Weighted Graph Representation

Intermediate

45 min

2 prereqs

Highways have lengths in kilometers, flights have ticket prices in dollars, and network links have latencies in milliseconds. Treating any of those graphs as unweighted throws away the only information that matters for the question you actually care about (the shortest, cheapest, or fastest route), which is exactly the gap a **Weighted Graph** representation closes by attaching a number to every edge. This lesson covers three representations: a weighted adjacency list backed by arrays of `{node, weight}` pairs, a weighted adjacency matrix where `matrix[u][v]` is the edge cost (and infinity for non-edges), and a weighted edge list that stores `(u, v, weight)` triples. You will analyze the space and time trade-offs, see why Dijkstra wants the adjacency list, why Floyd-Warshall wants the matrix, and why Kruskal wants the edge list, and you will represent both directed and undirected weighted graphs correctly in each format.

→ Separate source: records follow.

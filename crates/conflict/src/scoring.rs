use agentmem_model::{ConflictPriority, ConflictType};

/// `base(type) + 2*|confidence_diff| + 2*(age_diff > 1 day) +
/// 3*(context.critical)` (spec.md §4.11).
pub fn priority_score(
    conflict_type: ConflictType,
    confidence_diff: f32,
    age_diff: chrono::Duration,
    critical: bool,
) -> f32 {
    let mut score = conflict_type.base_score() as f32;
    score += 2.0 * confidence_diff.abs();
    if age_diff > chrono::Duration::days(1) {
        score += 2.0;
    }
    if critical {
        score += 3.0;
    }
    score
}

pub fn bucketise(score: f32) -> ConflictPriority {
    ConflictPriority::from_score(score)
}

#[cfg(test)]
mod tests {
    use super::*;

    #[test]
    fn critical_context_pushes_into_emergency() {
        let score = priority_score(
            ConflictType::PermissionConflict,
            0.5,
            chrono::Duration::days(2),
            true,
        );
        assert_eq!(bucketise(score), ConflictPriority::Emergency);
    }

    #[test]
    fn low_confidence_diff_short_age_stays_low_or_medium() {
        let score = priority_score(ConflictType::TimestampConflict, 0.0, chrono::Duration::seconds(5), false);
        assert_eq!(bucketise(score), ConflictPriority::Low);
    }
}
pub mod conflict;
pub mod filter;
pub mod record;
pub mod relationship;
pub mod sharing;

pub use conflict::{
    Approval, ApprovalResponse, Conflict, ConflictMetadata, ConflictPriority, ConflictStatus,
    ConflictType, ConflictingData, Resolution, ResolutionStrategy,
};
pub use filter::{StorageFilter, VectorQuery, VectorResult};
pub use record::{MemoryRecord, MemoryType, ModelError, RecordPatch};
pub use relationship::{Relationship, RelationshipType};
pub use sharing::{
    AccessAction, AccessRecord, Permissions, Replica, ReplicaStatus, SharedMemory, SyncStatus,
};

In **Graphs: Representation Basics**, you stored connectivity (whether an edge exists) using the same three shapes; the weighted version simply replaces a boolean or membership check with a numeric value. **Hash Map (Dictionary) Basics** is what makes the adjacency list work: a vertex maps to its neighbor-and-weight list in expected `O(1)`, the same way the unweighted version did. With weights in the picture, the algorithms track unlocks shortest-path and minimum-spanning-tree algorithms that read the weight on every edge during their core inner loop.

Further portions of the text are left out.